=== Section Start ===

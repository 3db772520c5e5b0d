//! Log query engine — `eth_getLogs` and filter polling.
//!
//! # Resolution
//! `blockHash` wins over `fromBlock`/`toBlock`. Otherwise both default to
//! `latest`; tags resolve against the store's max height (0 when empty) and
//! `from > to` is an empty result. Block specs and topics are validated
//! while parsing, so malformed input fails before any store access.
//!
//! Event-filter polls are scoped by the event-id cursor instead: an absent or
//! `latest`/`pending` `fromBlock` is open below, and `toBlock` is the head at
//! poll time, so events committed between polls are never skipped.
//!
//! # Polling
//! | kind      | changes                                   | logs                           |
//! |-----------|-------------------------------------------|--------------------------------|
//! | block     | hashes after cursor, cursor advances      | hashes after initial cursor    |
//! | event     | matches with id > cursor, cursor advances | matches of stored params       |
//! | pending   | `[]`                                      | `[]`                           |
//! | unknown/0 | `[]`                                      | `[]`                           |

use std::sync::Arc;

use alloy_primitives::B256;
use tracing::debug;

use chainmirror_core::error::MirrorError;
use chainmirror_core::filter::{FilterKind, LogFilterParams};
use chainmirror_core::spec::BlockSpec;
use chainmirror_core::store::{BlockPredicate, LogQuery, Store};
use chainmirror_core::topics;
use chainmirror_core::types::LogEntry;

use crate::filters::FilterRegistry;

/// Result of polling a filter.
#[derive(Debug, Clone, PartialEq, Eq)]
pub enum FilterChanges {
    /// Nothing to report (also for unknown and pending filters).
    Empty,
    BlockHashes(Vec<B256>),
    Logs(Vec<LogEntry>),
}

impl FilterChanges {
    pub fn is_empty(&self) -> bool {
        match self {
            Self::Empty => true,
            Self::BlockHashes(v) => v.is_empty(),
            Self::Logs(v) => v.is_empty(),
        }
    }
}

/// Which events a query covers.
enum Scope {
    /// The requested block range.
    Range,
    /// Everything after the filter cursor, up to the head.
    SinceCursor(Option<u64>),
}

/// Runs log queries and filter polls against the store.
#[derive(Clone)]
pub struct LogQueryEngine {
    store: Arc<dyn Store>,
    filters: FilterRegistry,
    max_logs: usize,
}

impl LogQueryEngine {
    pub fn new(store: Arc<dyn Store>, filters: FilterRegistry, max_logs: usize) -> Self {
        Self {
            store,
            filters,
            max_logs,
        }
    }

    /// Resolve the block part of a filter. `None` means the range is empty.
    pub async fn resolve_blocks(
        &self,
        params: &LogFilterParams,
    ) -> Result<Option<BlockPredicate>, MirrorError> {
        if let Some(hash) = params.block_hash {
            return Ok(Some(BlockPredicate::Hash(hash)));
        }
        self.resolve_range(params.from_block.unwrap_or_default(), params.to_block.unwrap_or_default())
            .await
    }

    /// Range scanned by an event-filter poll.
    async fn resolve_poll_blocks(
        &self,
        params: &LogFilterParams,
    ) -> Result<Option<BlockPredicate>, MirrorError> {
        if let Some(hash) = params.block_hash {
            return Ok(Some(BlockPredicate::Hash(hash)));
        }
        let from = match params.from_block {
            None | Some(BlockSpec::Latest) | Some(BlockSpec::Pending) => BlockSpec::Earliest,
            Some(spec) => spec,
        };
        self.resolve_range(from, params.to_block.unwrap_or_default()).await
    }

    async fn resolve_range(
        &self,
        from: BlockSpec,
        to: BlockSpec,
    ) -> Result<Option<BlockPredicate>, MirrorError> {
        let head = if from.needs_head() || to.needs_head() {
            self.store.latest_block_number().await?
        } else {
            None
        };
        let (from, to) = (from.resolve(head), to.resolve(head));
        Ok((from <= to).then_some(BlockPredicate::Range { from, to }))
    }

    /// Build the store query for `params`. `None` when nothing can match.
    async fn build_query(
        &self,
        params: &LogFilterParams,
        scope: Scope,
        limit: Option<usize>,
    ) -> Result<Option<LogQuery>, MirrorError> {
        let topics = topics::compile(params.topics.as_ref())?;
        let (block, after_event) = match scope {
            Scope::Range => (self.resolve_blocks(params).await?, None),
            Scope::SinceCursor(cursor) => (self.resolve_poll_blocks(params).await?, cursor),
        };
        let Some(block) = block else {
            return Ok(None);
        };
        Ok(Some(LogQuery {
            block,
            addresses: params.addresses(),
            topics,
            after_event,
            limit,
        }))
    }

    /// `eth_getLogs`. More than `max_logs` results is an input error.
    pub async fn get_logs(&self, params: &LogFilterParams) -> Result<Vec<LogEntry>, MirrorError> {
        let limit = Some(self.max_logs.saturating_add(1));
        let Some(query) = self.build_query(params, Scope::Range, limit).await? else {
            return Ok(vec![]);
        };
        let logs = self.store.query_logs(&query).await?;
        if logs.len() > self.max_logs {
            return Err(MirrorError::InvalidParams(format!(
                "query returned more than {} logs",
                self.max_logs
            )));
        }
        Ok(logs)
    }

    /// `eth_getFilterChanges`: everything new since the last poll.
    pub async fn filter_changes(&self, id: u64) -> Result<FilterChanges, MirrorError> {
        let Some(record) = self.filters.poll(id).await? else {
            return Ok(FilterChanges::Empty);
        };

        match record.kind {
            FilterKind::Block => {
                let rows = self.store.block_hashes_after(record.cursor, None).await?;
                let Some(&(last, _)) = rows.last() else {
                    return Ok(FilterChanges::BlockHashes(vec![]));
                };
                if !self.filters.advance(id, record.cursor, last).await? {
                    return Ok(FilterChanges::BlockHashes(vec![]));
                }
                debug!(filter_id = id, blocks = rows.len(), last, "block filter advanced");
                Ok(FilterChanges::BlockHashes(rows.into_iter().map(|(_, h)| h).collect()))
            }
            FilterKind::Event => {
                let params = record.params.unwrap_or_default();
                // Capped pages; the remainder is delivered on the next poll.
                let query = self
                    .build_query(&params, Scope::SinceCursor(record.cursor), Some(self.max_logs))
                    .await?;
                let Some(query) = query else {
                    return Ok(FilterChanges::Logs(vec![]));
                };
                let logs = self.store.query_logs(&query).await?;
                let Some(last) = logs.last().map(|l| l.event_id) else {
                    return Ok(FilterChanges::Logs(vec![]));
                };
                if !self.filters.advance(id, record.cursor, last).await? {
                    return Ok(FilterChanges::Logs(vec![]));
                }
                debug!(filter_id = id, logs = logs.len(), last, "event filter advanced");
                Ok(FilterChanges::Logs(logs))
            }
            FilterKind::PendingTransaction => Ok(FilterChanges::Empty),
        }
    }

    /// `eth_getFilterLogs`: the full result set, cursor untouched.
    pub async fn filter_logs(&self, id: u64) -> Result<FilterChanges, MirrorError> {
        let Some(record) = self.filters.poll(id).await? else {
            return Ok(FilterChanges::Empty);
        };
        match record.kind {
            FilterKind::Block => {
                let rows = self.store.block_hashes_after(record.initial_cursor, None).await?;
                Ok(FilterChanges::BlockHashes(rows.into_iter().map(|(_, h)| h).collect()))
            }
            FilterKind::Event => {
                let params = record.params.unwrap_or_default();
                Ok(FilterChanges::Logs(self.get_logs(&params).await?))
            }
            FilterKind::PendingTransaction => Ok(FilterChanges::Empty),
        }
    }
}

=== Section End ===

--- Problem statement ---
All lines holding the word "limit" must be copied from the data.

--- Output of the exercise ---
        limit: Option<usize>,
            limit,
        let limit = Some(self.max_logs.saturating_add(1));
        let Some(query) = self.build_query(params, Scope::Range, limit).await? else {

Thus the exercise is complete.